Si hay una ciudad donde perderse, borrarse, desaparecer por unos días, esa es, sin duda, Nápoles (Nápoles y sus alrededores vesuvianos y amalfitanos, se comprende). Llevo dos días perdido por aquí y aún no sé si amo u odio a esta ciudad: tal vez la ame y odie al mismo tiempo. Ayer anduve por el centro y cené en el café literario en la hermosísima Piazza Bellini. Hoy he terminado literalmente molido, me duele la espalda y he vuelto antes al hotel. Por la mañana, visité el Castel Nuovo, trapezoidal y de origen aragonés, donde me sorprendió la Sala de los Barones, precisamente porque en ella aún se celebran los plenos del Ayuntamiento y me recordó a los que se veían en Las manos sobre la ciudad, de Franceso Rosi, sobre la especulación que sufría -y sufre- Nápoles. Luego estuve en el Palazzo Reale, borbónico, impresionante (al nivel del de Madrid), desde el que pude ver la imponente piazza del Plebiscito, donde me tomé un capuccino previamente en la cafetería Gambrinus (la original, de hace siglo y medio), donde D'Anunzio escribió no sé qué obra fascista. Después de comerme la mejor pizza que he probado hasta la fecha por la Vía Toledo -una esponjosa "seis sabores"-, me fui a que me diera un síndrome de Stendhal en el Museo Arqueológico. Además de la colección Farnese de esculturas clásicas, abruma la cantidad de frescos de casas romanas pompeianas, y el Salón de Meridiana (creo que se llama así) marea por su tamaño, altura y sus techos estucados con motivos pompeianos y una escultura de Atlas sosteniendo al mundo, en el centro. Terminé un poco harto del Museo porque había una excursión de colegiales franceses, guiados por su profe gay de historia del arte, que infestaban todo con sus gritos adolescentes.

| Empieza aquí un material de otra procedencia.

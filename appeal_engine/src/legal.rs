//! Compliance copy carried into every report snapshot. The disclaimer a buyer accepted is resolved by version, so the
//! text in a report always matches what was shown at checkout.
use chrono::{DateTime, Utc};
use serde::{Deserialize, Serialize};

pub const FILING_IS_FREE: &str = "RP-524 filing is free through your local assessor/BAR.";
pub const PREP_ONLY: &str = "You are purchasing report preparation and analysis only.";
pub const NO_GOVERNMENT_AFFILIATION: &str = "We are not affiliated with any government agency.";
pub const USER_MUST_FILE: &str =
    "You must file the RP-524 grievance yourself with your local assessor or Board of Assessment Review (BAR).";
pub const HEARING_POSSIBLE: &str = "You may be required to attend a hearing.";

/// Returns the disclaimer text for a version, or `None` if the version is unknown.
pub fn disclaimer_text(version: &str) -> Option<&'static str> {
    match version {
        "d1" => Some("I understand this report is an estimate and does not guarantee a tax reduction."),
        _ => None,
    }
}

#[derive(Debug, Clone, PartialEq, Eq, Serialize, Deserialize)]
pub struct SnapshotLegal {
    pub checkbox_accepted_at: DateTime<Utc>,
    pub disclaimer_text: String,
    pub filing_is_free_notice: String,
    pub prep_only_notice: String,
    pub no_government_affiliation_notice: String,
    pub user_must_file_themselves_notice: String,
    pub hearing_possible_notice: String,
}

impl SnapshotLegal {
    /// `None` if the disclaimer version is unknown.
    pub fn new(accepted_at: DateTime<Utc>, disclaimer_version: &str) -> Option<Self> {
        let disclaimer = disclaimer_text(disclaimer_version)?;
        Some(Self {
            checkbox_accepted_at: accepted_at,
            disclaimer_text: disclaimer.to_string(),
            filing_is_free_notice: FILING_IS_FREE.to_string(),
            prep_only_notice: PREP_ONLY.to_string(),
            no_government_affiliation_notice: NO_GOVERNMENT_AFFILIATION.to_string(),
            user_must_file_themselves_notice: USER_MUST_FILE.to_string(),
            hearing_possible_notice: HEARING_POSSIBLE.to_string(),
        })
    }
}
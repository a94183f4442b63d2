use crate::db_types::{NewAuditEvent, Order};

/// Published once, by whichever payment-success delivery moved the order to `Paid`.
#[derive(Debug, Clone, PartialEq)]
pub struct OrderPaidEvent {
    pub order: Order,
}

impl OrderPaidEvent {
    pub fn new(order: Order) -> Self {
        Self { order }
    }
}

/// An audit record on its way to the audit sink.
#[derive(Debug, Clone, PartialEq, Eq)]
pub struct AuditLogEvent(pub NewAuditEvent);

impl From<NewAuditEvent> for AuditLogEvent {
    fn from(event: NewAuditEvent) -> Self {
        Self(event)
    }
}
//! Appeal Engine
//!
//! The Appeal Engine takes a homeowner's geocoded address through an automated assessment-appeal eligibility check
//! ("precheck"), an idempotent paid order for a report, and a retryable, lock-protected report-generation job.
//! The library is storage-agnostic.
//!
//! The library is divided into these main sections:
//! 1. Pure domain logic: the eligibility engine ([`mod@eligibility`]), the recommendation and legal templates, and the
//!    report content snapshot builder. None of these perform I/O.
//! 2. Backend contracts ([`mod@traits`]) and the SQLite implementation of them ([`SqliteDatabase`]). You should never
//!    need to access the database directly. The types stored in the database live in [`mod@db_types`] and are public.
//! 3. The public API ([`mod@appeal_api`]). [`PrecheckApi`], [`OrderFlowApi`], [`ReportApi`], [`LeadApi`] and the
//!    [`RateLimiter`] are each generic over the backend traits they need.
//!
//! Side effects (audit records, report generation after payment) are dispatched through the event hooks in
//! [`mod@events`] so that a slow or failing sink never blocks the request that produced the event.
pub mod appeal_api;
pub mod config;
pub mod db_types;
pub mod eligibility;
pub mod events;
pub mod helpers;
pub mod legal;
pub mod recommendation;
pub mod renderer;
pub mod snapshot;
pub mod traits;

#[cfg(feature = "sqlite")]
mod sqlite;

#[cfg(any(feature = "test_utils", test))]
pub mod test_utils;

pub use appeal_api::{
    errors::{LeadError, OrderFlowError, PrecheckError, RateLimitError, ReportError},
    lead_api::{LeadApi, LeadReceipt, LeadRequest},
    order_flow_api::OrderFlowApi,
    order_objects,
    precheck_api::PrecheckApi,
    precheck_objects,
    rate_limiter::{RateLimitLayer, RateLimiter},
    report_api::{auto_retry_backoff, ReportApi, ORDER_LOCK_TTL_SECS},
    report_objects,
    RequestContext,
};
pub use config::{load_system_config, CivilDay, SystemConfig};
pub use renderer::{DigestRenderer, RenderError, ReportRenderer};
#[cfg(feature = "sqlite")]
pub use sqlite::{db, SqliteDatabase};
pub use traits::{
    AuditLog,
    LeadManagement,
    OrderManagement,
    PrecheckManagement,
    ReportManagement,
    StoreError,
    SystemConfigStore,
};
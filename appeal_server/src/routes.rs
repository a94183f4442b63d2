//! Request handler definitions
//!
//! Define each route and it handler here.
//! Handlers that are more than a line or two MUST go into a separate module. Keep this module neat and tidy 🙏
//!
//! A note about performance:
//! Since each worker thread processes its requests sequentially, handlers which block the current thread will cause the
//! current worker to stop processing new requests:
//! ```nocompile
//!     fn my_handler() -> impl Responder {
//!         std::thread::sleep(Duration::from_secs(5)); // <-- Bad practice! Will cause the current worker thread to
//! hang!
//!     }
//! ```
//! For this reason, any long, non-cpu-bound operation (e.g. I/O, database operations, etc.) should be expressed as
//! futures or asynchronous functions. Async handlers get executed concurrently by worker threads and thus don’t block
//! execution:
//!
//! ```nocompile
//!     async fn my_handler() -> impl Responder {
//!         tokio::time::sleep(Duration::from_secs(5)).await; // <-- Ok. Worker thread will handle other requests here
//!     }
//! ```
//!
//! Every `/api` route identifies the caller with the [`CallerId`] extractor, and every route that costs money or
//! creates records is rate limited before any work is done.
use actix_web::{get, http::header::LOCATION, web, HttpRequest, HttpResponse, Responder};
use appeal_engine::{
    load_system_config,
    order_objects::{CreateOrderRequest, PaymentOutcome},
    precheck_objects::{PrecheckRequest, PrecheckResponse},
    report_objects::{ReportSummary, RetryRequest},
    AuditLog,
    LeadApi,
    LeadManagement,
    LeadReceipt,
    LeadRequest,
    OrderFlowApi,
    OrderManagement,
    PrecheckApi,
    PrecheckManagement,
    RateLimiter,
    ReportApi,
    ReportManagement,
    ReportRenderer,
    RequestContext,
    SystemConfig,
    SystemConfigStore,
};
use chrono::Utc;
use log::*;
use property_data::PropertyDataSource;

use crate::{
    auth::CallerId,
    config::ServerOptions,
    data_objects::{
        CheckoutResponse,
        LeadConfirmParams,
        PaymentEventType,
        PaymentNotification,
        ReportStatusParams,
        RetryResponse,
        WebhookReceipt,
    },
    errors::ServerError,
    helpers::request_context,
    integrations::payments::{CheckoutRequest, PaymentProcessor},
};

/// Everything the route handlers need from the storage backend.
pub trait AppealBackend:
    PrecheckManagement + OrderManagement + ReportManagement + AuditLog + LeadManagement + SystemConfigStore
{
}

impl<T> AppealBackend for T where T: PrecheckManagement
        + OrderManagement
        + ReportManagement
        + AuditLog
        + LeadManagement
        + SystemConfigStore
{
}

// Web-actix cannot handle generics in handlers, so it's implemented manually using the `route!` macro
#[macro_export]
macro_rules! route {
    ($name:ident => $method:ident $path:literal impl $($bounds:ty),+) => {
        paste::paste! { pub struct [<$name:camel Route>]< $( [< T $bounds:camel> ],)+ >( $( core::marker::PhantomData<fn() -> [< T $bounds:camel> ] >,)+ );}
        paste::paste! { impl< $( [< T $bounds:camel> ],)+ > [<$name:camel Route>]< $( [< T $bounds:camel> ],)+ > {
            #[allow(clippy::new_without_default)]
            pub fn new() -> Self {
                Self($( core::marker::PhantomData::<fn() -> [< T $bounds:camel> ] >,)+)
            }
        }}
        paste::paste! { impl<$( [< T $bounds:camel >] , )+> actix_web::dev::HttpServiceFactory for [<$name:camel Route>]<$([<T $bounds:camel>],)+>
        where
            $([<T $bounds:camel>]: $bounds + 'static,)+
        {
            fn register(self, config: &mut actix_web::dev::AppService) {
                let res = actix_web::Resource::new($path)
                    .name(stringify!($name))
                    .guard(actix_web::guard::$method())
                    .to($name::< $( [< T $bounds:camel >], )+>);
                actix_web::dev::HttpServiceFactory::register(res, config);
            }
        }}
    };
}

// ----------------------------------------------   Health  ----------------------------------------------------
#[get("/health")]
pub async fn health() -> impl Responder {
    trace!("💻️ Received health check request");
    HttpResponse::Ok().body("👍️\n")
}

/// Loads the business configuration and applies the request rate limits. Returns the configuration so that the
/// handler works with the same values the limiter used.
async fn admit<B: AppealBackend>(
    db: &B,
    limiter: &RateLimiter<B>,
    defaults: &SystemConfig,
    caller: &CallerId,
    ctx: &RequestContext,
) -> Result<SystemConfig, ServerError> {
    let config = load_system_config(db, defaults).await;
    limiter.check(caller.as_str(), ctx, &config, Utc::now()).await.map_err(|e| {
        info!("🚦️ Request from {caller} ({:?}) was rate limited. {e}", ctx.ip);
        ServerError::from(e)
    })?;
    Ok(config)
}

//----------------------------------------------   Precheck  ----------------------------------------------------
route!(precheck => Post "/precheck" impl AppealBackend, PropertyDataSource);
/// Route handler for the precheck endpoint
///
/// Runs (or returns today's cached) eligibility precheck for a geocoded address. The response's `source` field is
/// `LIVE` for a fresh check and `CACHE` when the same address was already checked today.
///
/// Addresses with a quality score under the configured threshold are rejected with a 400 unless
/// `confirmed_by_user` is set.
pub async fn precheck<B: AppealBackend, G: PropertyDataSource>(
    req: HttpRequest,
    caller: CallerId,
    body: web::Json<PrecheckRequest>,
    api: web::Data<PrecheckApi<B, G>>,
    limiter: web::Data<RateLimiter<B>>,
    defaults: web::Data<SystemConfig>,
    options: web::Data<ServerOptions>,
) -> Result<HttpResponse, ServerError> {
    debug!("💻️ POST precheck for {caller} at {}", body.place_id);
    let ctx = request_context(&req, &options);
    let config = admit(api.db(), &limiter, &defaults, &caller, &ctx).await?;
    let outcome = api.execute(caller.as_str(), &body, &config, &ctx).await.map_err(|e| {
        debug!("💻️ Precheck for {caller} at {} failed. {e}", body.place_id);
        ServerError::from(e)
    })?;
    Ok(HttpResponse::Ok().json(PrecheckResponse::from(outcome)))
}

//----------------------------------------------   Orders  ----------------------------------------------------
route!(create_order => Post "/orders" impl AppealBackend, PaymentProcessor);
/// Route handler for report purchases
///
/// Creates the order for an eligible precheck, opens a checkout session for it with the payment processor, and
/// returns the checkout page URL. If the processor cannot be reached the order is left in `CREATED` and the caller
/// gets a 502.
pub async fn create_order<B: AppealBackend, P: PaymentProcessor>(
    req: HttpRequest,
    caller: CallerId,
    body: web::Json<CreateOrderRequest>,
    api: web::Data<OrderFlowApi<B>>,
    limiter: web::Data<RateLimiter<B>>,
    processor: web::Data<P>,
    defaults: web::Data<SystemConfig>,
    options: web::Data<ServerOptions>,
) -> Result<HttpResponse, ServerError> {
    debug!("💻️ POST order for precheck {} by {caller}", body.precheck_id);
    let ctx = request_context(&req, &options);
    let config = admit(api.db(), &limiter, &defaults, &caller, &ctx).await?;
    let order = api.create_order(caller.as_str(), &body, &ctx).await?;
    let checkout = CheckoutRequest::for_report(&order.id, caller.as_str(), config.report_price, &options.site_url);
    let session = processor.create_checkout(&checkout).await.map_err(|e| {
        error!("💻️ Could not create a checkout session for order {}. {e}", order.id);
        ServerError::from(e)
    })?;
    match &session.payment_ref {
        Some(payment_ref) => {
            api.attach_payment_ref(&order.id, payment_ref).await?;
        },
        None => debug!("💻️ No payment reference yet for order {}. The webhook will fill it in.", order.id),
    }
    Ok(HttpResponse::Ok().json(CheckoutResponse { order_id: order.id, checkout_url: session.checkout_url }))
}

//----------------------------------------------   Reports  ----------------------------------------------------
route!(report_status => Get "/report/status" impl AppealBackend, ReportRenderer);
pub async fn report_status<B: AppealBackend, R: ReportRenderer>(
    caller: CallerId,
    params: web::Query<ReportStatusParams>,
    api: web::Data<ReportApi<B, R>>,
) -> Result<HttpResponse, ServerError> {
    trace!("💻️ GET report status for order {} by {caller}", params.order_id);
    let status = api.report_status(caller.as_str(), &params.order_id).await?;
    Ok(HttpResponse::Ok().json(status))
}

route!(retry_report => Post "/report/retry" impl AppealBackend, ReportRenderer);
/// Route handler for manual report retries
///
/// Only a report whose order is `FAILED` can be retried, and only until the manual retry ceiling is reached. The
/// report is generated before the response is sent.
pub async fn retry_report<B: AppealBackend, R: ReportRenderer>(
    req: HttpRequest,
    caller: CallerId,
    body: web::Json<RetryRequest>,
    api: web::Data<ReportApi<B, R>>,
    limiter: web::Data<RateLimiter<B>>,
    defaults: web::Data<SystemConfig>,
    options: web::Data<ServerOptions>,
) -> Result<HttpResponse, ServerError> {
    debug!("💻️ POST retry for report {} by {caller}", body.report_id);
    let ctx = request_context(&req, &options);
    let config = admit(api.db(), &limiter, &defaults, &caller, &ctx).await?;
    let report = api.manual_retry(caller.as_str(), &body.report_id, &config, &ctx).await.map_err(|e| {
        info!("💻️ Retry of report {} failed. {e}", body.report_id);
        ServerError::from(e)
    })?;
    Ok(HttpResponse::Ok().json(RetryResponse { status: "completed".into(), report: ReportSummary::from(&report) }))
}

//----------------------------------------------   Leads  ----------------------------------------------------
route!(submit_lead => Post "/leads" impl AppealBackend);
pub async fn submit_lead<B: AppealBackend>(
    req: HttpRequest,
    caller: CallerId,
    body: web::Json<LeadRequest>,
    api: web::Data<LeadApi<B>>,
    limiter: web::Data<RateLimiter<B>>,
    defaults: web::Data<SystemConfig>,
    options: web::Data<ServerOptions>,
) -> Result<HttpResponse, ServerError> {
    debug!("💻️ POST lead '{}' by {caller}", body.tag);
    let ctx = request_context(&req, &options);
    let config = admit(api.db(), &limiter, &defaults, &caller, &ctx).await?;
    let lead = api.submit(caller.as_str(), &body, &config, &ctx).await?;
    Ok(HttpResponse::Ok().json(LeadReceipt::from(&lead)))
}

route!(confirm_lead => Get "/leads/confirm" impl AppealBackend);
/// Route handler for the link in the lead opt-in email
///
/// The user always lands back on the site. A link for an unknown lead is logged and otherwise treated like a good one.
pub async fn confirm_lead<B: AppealBackend>(
    params: web::Query<LeadConfirmParams>,
    api: web::Data<LeadApi<B>>,
    options: web::Data<ServerOptions>,
) -> HttpResponse {
    match api.confirm(&params.id).await {
        Ok(lead) => info!("💻️ Lead {} confirmed", lead.id),
        Err(e) => warn!("💻️ Could not confirm lead {}. {e}", params.id),
    }
    let location = format!("{}/home?confirmed=1", options.site_url);
    HttpResponse::Found().insert_header((LOCATION, location)).finish()
}

//----------------------------------------------   Webhooks  ----------------------------------------------------
route!(payment_webhook => Post "/payment" impl AppealBackend);
/// Route handler for payment processor webhooks
///
/// Signatures are checked by the HMAC middleware before this handler runs. Deliveries are acknowledged whether or not
/// they change anything, so that the processor stops redelivering them. The only exception is a storage failure,
/// which returns a 500 so that the delivery is retried.
pub async fn payment_webhook<B: AppealBackend>(
    body: web::Json<PaymentNotification>,
    api: web::Data<OrderFlowApi<B>>,
) -> Result<HttpResponse, ServerError> {
    let notification = body.into_inner();
    trace!("💻️ Received payment notification: {notification:?}");
    let event = notification.to_event();
    let ctx = RequestContext::system();
    let outcome = match notification.event_type {
        PaymentEventType::Succeeded => api.handle_payment_succeeded(&event, &ctx).await?,
        PaymentEventType::Failed => api.handle_payment_failed(&event, &ctx).await?,
        PaymentEventType::Other => {
            debug!("💻️ Ignoring payment notification for {}", notification.payment_ref);
            return Ok(HttpResponse::Ok().json(WebhookReceipt::received()));
        },
    };
    match outcome {
        PaymentOutcome::Applied(order) => {
            info!("💻️ Payment {} moved order {} to {}", event.payment_ref, order.id, order.status)
        },
        PaymentOutcome::AlreadyHandled(order) => {
            debug!("💻️ Payment {} was already handled. Order {} is {}", event.payment_ref, order.id, order.status)
        },
        PaymentOutcome::Unmatched => warn!("💻️ No order matches payment {}", event.payment_ref),
    }
    Ok(HttpResponse::Ok().json(WebhookReceipt::received()))
}
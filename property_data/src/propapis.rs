use appeal_common::Secret;
use serde::Deserialize;

use crate::{
    client::RestClient,
    data_objects::{parse_sale_date, rounded, whole_dollars},
    ComparableSale,
    County,
    DataSourceError,
    DataSourceResult,
    DataSourceTag,
    PropertyFacts,
    PropertyLookup,
};

#[derive(Debug, Default, Deserialize)]
struct CompsResponse {
    #[serde(default)]
    subject_property: SubjectProperty,
    #[serde(default)]
    comparable_sales: Vec<CompSale>,
}

#[derive(Debug, Default, Deserialize)]
struct SubjectProperty {
    assessed_value: Option<f64>,
    assessment_year: Option<i32>,
    parcel_id: Option<String>,
    bedrooms: Option<f64>,
    bathrooms: Option<f64>,
    living_area_sqft: Option<f64>,
    year_built: Option<i32>,
    county: Option<String>,
}

#[derive(Debug, Default, Deserialize)]
struct CompSale {
    address: Option<String>,
    sale_price: Option<f64>,
    sale_date: Option<String>,
    bedrooms: Option<f64>,
    bathrooms: Option<f64>,
    living_area_sqft: Option<f64>,
    distance_miles: Option<f64>,
    similarity_score: Option<f64>,
}

/// PropAPIS client. Returns the subject property and its comps in a single call.
#[derive(Clone)]
pub struct PropApisClient {
    rest: RestClient,
}

impl PropApisClient {
    pub fn new(api_key: &Secret<String>, base_url: &str) -> Result<Self, DataSourceError> {
        if !api_key.is_set() {
            return Err(DataSourceError::MissingCredentials(DataSourceTag::PropApis));
        }
        let bearer = format!("Bearer {}", api_key.reveal());
        let rest = RestClient::new(DataSourceTag::PropApis, base_url, "Authorization", &bearer)?;
        Ok(Self { rest })
    }

    pub async fn fetch(&self, lookup: &PropertyLookup) -> Result<DataSourceResult, DataSourceError> {
        let params = [
            ("address", lookup.formatted_address.clone()),
            ("lat", lookup.lat.to_string()),
            ("lng", lookup.lng.to_string()),
            ("radius_miles", "1".to_string()),
            ("limit", "20".to_string()),
        ];
        let response = self.rest.get::<CompsResponse>("/property/comps", &params).await?;
        Ok(map_response(response))
    }
}

fn map_response(response: CompsResponse) -> DataSourceResult {
    let p = response.subject_property;
    let property = PropertyFacts {
        assessed_value: rounded(p.assessed_value),
        assessment_year: p.assessment_year,
        parcel_id: p.parcel_id,
        beds: rounded(p.bedrooms).map(|b| b as i32),
        baths: p.bathrooms,
        sqft: rounded(p.living_area_sqft),
        year_built: p.year_built,
        county: County::from_name(p.county.as_deref()),
    };
    let comps = response
        .comparable_sales
        .into_iter()
        .filter_map(|c| {
            let sale_price = whole_dollars(c.sale_price)?;
            Some(ComparableSale {
                address: c.address.unwrap_or_else(|| "Unknown".to_string()),
                sale_price,
                sold_date: parse_sale_date(c.sale_date.as_deref()),
                beds: rounded(c.bedrooms).map(|b| b as i32),
                baths: c.bathrooms,
                sqft: rounded(c.living_area_sqft),
                distance_miles: c.distance_miles,
                similarity_score: c.similarity_score,
                source: DataSourceTag::PropApis,
            })
        })
        .collect();
    DataSourceResult { property, comps, source: DataSourceTag::PropApis }
}
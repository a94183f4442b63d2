use chrono::{DateTime, Utc};

use crate::{
    db_types::{Order, OrderId, Report, ReportId},
    snapshot::ReportSnapshot,
    traits::StoreError,
};

/// Storage for reports. There is at most one report per order, and it is reused across generation attempts.
#[allow(async_fn_in_trait)]
pub trait ReportManagement {
    /// Returns the order's report, creating an empty one (no attempts yet) if it does not exist.
    async fn fetch_or_create_report(&self, order: &Order) -> Result<Report, StoreError>;

    async fn fetch_report(&self, id: &ReportId) -> Result<Option<Report>, StoreError>;

    async fn fetch_report_for_order(&self, order_id: &OrderId) -> Result<Option<Report>, StoreError>;

    /// Adds one to the attempt counter and stamps the attempt time.
    async fn increment_report_attempt(&self, id: &ReportId, at: DateTime<Utc>) -> Result<Report, StoreError>;

    async fn save_report_snapshot(&self, id: &ReportId, snapshot: &ReportSnapshot) -> Result<(), StoreError>;

    /// Records a successful render and clears any previous error.
    async fn save_report_artifact(
        &self,
        id: &ReportId,
        pdf_url: &str,
        generated_at: DateTime<Utc>,
    ) -> Result<Report, StoreError>;

    async fn record_report_error(&self, id: &ReportId, message: &str) -> Result<(), StoreError>;

    /// Reports whose order is `Failed` and that have been attempted fewer than `max_attempts` times, oldest attempt
    /// first.
    async fn fetch_auto_retry_candidates(&self, max_attempts: i64) -> Result<Vec<Report>, StoreError>;
}
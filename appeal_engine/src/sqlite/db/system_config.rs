use sqlx::SqliteConnection;

use crate::db_types::SystemConfigEntry;

pub async fn fetch_all(conn: &mut SqliteConnection) -> Result<Vec<SystemConfigEntry>, sqlx::Error> {
    let entries = sqlx::query_as("SELECT key, value FROM system_configs ORDER BY key").fetch_all(conn).await?;
    Ok(entries)
}

pub async fn upsert(key: &str, value: &str, conn: &mut SqliteConnection) -> Result<(), sqlx::Error> {
    sqlx::query(
        r#"
            INSERT INTO system_configs (key, value, updated_at) VALUES ($1, $2, $3)
            ON CONFLICT (key) DO UPDATE SET value = excluded.value, updated_at = excluded.updated_at
        "#,
    )
    .bind(key)
    .bind(value)
    .bind(chrono::Utc::now())
    .execute(conn)
    .await?;
    Ok(())
}
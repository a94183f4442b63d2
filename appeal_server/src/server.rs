use std::{sync::Arc, time::Duration};

use actix_web::{dev::Server, http::KeepAlive, middleware::Logger, web, App, HttpServer};
use appeal_engine::{
    events::{sqlite_audit_sink, EventHandlers, EventHooks, EventProducers, OrderPaidEvent},
    load_system_config,
    LeadApi,
    OrderFlowApi,
    PrecheckApi,
    RateLimiter,
    ReportApi,
    SqliteDatabase,
    SystemConfig,
};
use log::*;
use property_data::DataSourceGateway;

use crate::{
    config::{ServerConfig, ServerOptions},
    errors::ServerError,
    integrations::{payments::PaymentClient, renderer::ServerRenderer},
    middleware::{HmacMiddlewareFactory, PAYMENT_SIGNATURE_HEADER},
    retry_worker::start_retry_worker,
    routes::{
        health,
        ConfirmLeadRoute,
        CreateOrderRoute,
        PaymentWebhookRoute,
        PrecheckRoute,
        ReportStatusRoute,
        RetryReportRoute,
        SubmitLeadRoute,
    },
};

const EVENT_BUFFER_SIZE: usize = 100;

pub async fn run_server(config: ServerConfig) -> Result<(), ServerError> {
    let db = SqliteDatabase::new_with_url(&config.database_url, 25)
        .await
        .map_err(|e| ServerError::InitializeError(e.to_string()))?;
    db.migrate().await.map_err(|e| ServerError::InitializeError(format!("Database migration failed. {e}")))?;
    let defaults = config.system_config_defaults();
    let renderer = ServerRenderer::from_config(&config.renderer, &config.site_url);

    // Audit records are written by their own handler, so that report generation can publish them too.
    let mut audit_hooks = EventHooks::default();
    audit_hooks.on_audit_event(sqlite_audit_sink(db.clone()));
    let audit_handlers = EventHandlers::new(EVENT_BUFFER_SIZE, audit_hooks);
    let audit_producers = audit_handlers.producers();

    let report_api = Arc::new(ReportApi::new(db.clone(), renderer.clone(), audit_producers.clone()));
    let order_handlers = EventHandlers::new(EVENT_BUFFER_SIZE, report_hooks(Arc::clone(&report_api), defaults.clone()));
    let mut producers = order_handlers.producers();
    producers.audit_producer = audit_producers.audit_producer;
    audit_handlers.start_handlers().await;
    order_handlers.start_handlers().await;
    let _retry_worker = start_retry_worker(report_api, defaults.clone(), config.retry_sweep_interval);

    let payments = PaymentClient::new(&config.payment.api_url, &config.payment.api_key)
        .map_err(|e| ServerError::InitializeError(e.to_string()))?;
    let gateway = DataSourceGateway::new(&config.data_sources);
    let services = ServerServices { db: db.clone(), producers, renderer, gateway, payments, defaults };
    let srv = create_server_instance(config, services)?;
    let result = srv.await.map_err(|e| ServerError::Unspecified(e.to_string()));
    db.close().await;
    result
}

/// Generates the report as soon as an order is paid. Failures leave the order in `FAILED` for the retry worker.
fn report_hooks(api: Arc<ReportApi<SqliteDatabase, ServerRenderer>>, defaults: SystemConfig) -> EventHooks {
    let mut hooks = EventHooks::default();
    hooks.on_order_paid(move |OrderPaidEvent { order }| {
        let api = Arc::clone(&api);
        let defaults = defaults.clone();
        Box::pin(async move {
            let config = load_system_config(api.db(), &defaults).await;
            match api.generate(&order.id, &config).await {
                Ok(report) => info!("📄️ Report {} generated for order {}", report.id, order.id),
                Err(e) => warn!("📄️ Report generation for order {} failed. {e}", order.id),
            }
        })
    });
    hooks
}

/// The long-lived clients and settings that every worker's API objects are built from.
#[derive(Clone)]
pub struct ServerServices {
    pub db: SqliteDatabase,
    pub producers: EventProducers,
    pub renderer: ServerRenderer,
    pub gateway: DataSourceGateway,
    pub payments: PaymentClient,
    pub defaults: SystemConfig,
}

pub fn create_server_instance(config: ServerConfig, services: ServerServices) -> Result<Server, ServerError> {
    let options = ServerOptions::from_config(&config);
    let webhook_secret = config.payment.webhook_secret.clone();
    let signature_checks = config.payment.signature_checks;
    let srv = HttpServer::new(move || {
        let ServerServices { db, producers, renderer, gateway, payments, defaults } = services.clone();
        let precheck_api = PrecheckApi::new(db.clone(), gateway, producers.clone());
        let orders_api = OrderFlowApi::new(db.clone(), producers.clone());
        let reports_api = ReportApi::new(db.clone(), renderer, producers.clone());
        let leads_api = LeadApi::new(db.clone(), producers);
        let limiter = RateLimiter::new(db);
        let app = App::new()
            .wrap(Logger::new("%t (%D ms) %s %a %{Host}i %U").log_target("appeal::access_log"))
            .app_data(json_config())
            .app_data(query_config())
            .app_data(web::Data::new(precheck_api))
            .app_data(web::Data::new(orders_api))
            .app_data(web::Data::new(reports_api))
            .app_data(web::Data::new(leads_api))
            .app_data(web::Data::new(limiter))
            .app_data(web::Data::new(payments))
            .app_data(web::Data::new(defaults))
            .app_data(web::Data::new(options.clone()));
        let api_scope = web::scope("/api")
            .service(PrecheckRoute::<SqliteDatabase, DataSourceGateway>::new())
            .service(CreateOrderRoute::<SqliteDatabase, PaymentClient>::new())
            .service(ReportStatusRoute::<SqliteDatabase, ServerRenderer>::new())
            .service(RetryReportRoute::<SqliteDatabase, ServerRenderer>::new())
            .service(SubmitLeadRoute::<SqliteDatabase>::new())
            .service(ConfirmLeadRoute::<SqliteDatabase>::new());
        let webhook_scope = web::scope("/webhooks")
            .wrap(HmacMiddlewareFactory::new(PAYMENT_SIGNATURE_HEADER, webhook_secret.clone(), signature_checks))
            .service(PaymentWebhookRoute::<SqliteDatabase>::new());
        app.service(health).service(api_scope).service(webhook_scope)
    })
    .keep_alive(KeepAlive::Timeout(Duration::from_secs(600)))
    .bind((config.host.as_str(), config.port))?
    .run();
    Ok(srv)
}

/// Malformed JSON bodies are reported in the same error format as every other failure.
pub fn json_config() -> web::JsonConfig {
    web::JsonConfig::default().error_handler(|err, _req| ServerError::InvalidRequestBody(err.to_string()).into())
}

pub fn query_config() -> web::QueryConfig {
    web::QueryConfig::default().error_handler(|err, _req| ServerError::InvalidRequestQuery(err.to_string()).into())
}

El camino siguió por la Vía Duomo, donde visitié el Duomo, cuya Cripta de San Gennaro contiene los huesos de éste en una vasija (estas estampas de catolicismo cuasi necrofílico suelen provocarme nerviosos ataques de risa, ya me pasó en el Monte Athos con los miles de restos de Santos esparcidos por los monasterios como si fuese una película gore). Y al final, terminé en Via Tribunali, que es la típica callejuela estrechísima de Nápoles, con los artesanos, trattorias, verduleros y vendedores de todo tipo de cosas siendo esquivados por fugacísimas vespinos. Nápoles es enorme, ruidosa, sucia, atestada de belleza arquitectónica y vida en la calle. Y es una ciudad pobre, deteriorada. Más pobre que la más pobre del Sur de España. La zona donde su ubica mi hotel es una especie de Palma-Palmilla versión macro. En Nápoles, tristemente, no funciona casi nada bien. Es un ejemplo de catástrofe urbanística, social, económica y medioambiental. Eso sí, dinero haberlo haylo a juzgar por la cantidad de tiendas de ropa cara que hay en el centro. Eso me hace preguntarme, ¿dónde se va la pasta? La pasta que no tiene forma de lazo o espiral, se entiende.
Ayer no compré billete de autobús, porque no sabía como hacerlo. Casi nadie lo hace. Pero hoy, que había pagado el mío, se subieron dos revisores. Un chico no llevaba billete, y se puso chulo. ¿Cómo acabó la escena? A hostias en medio de Nápoles. Mañana, si hace bueno, iré a Pompeya.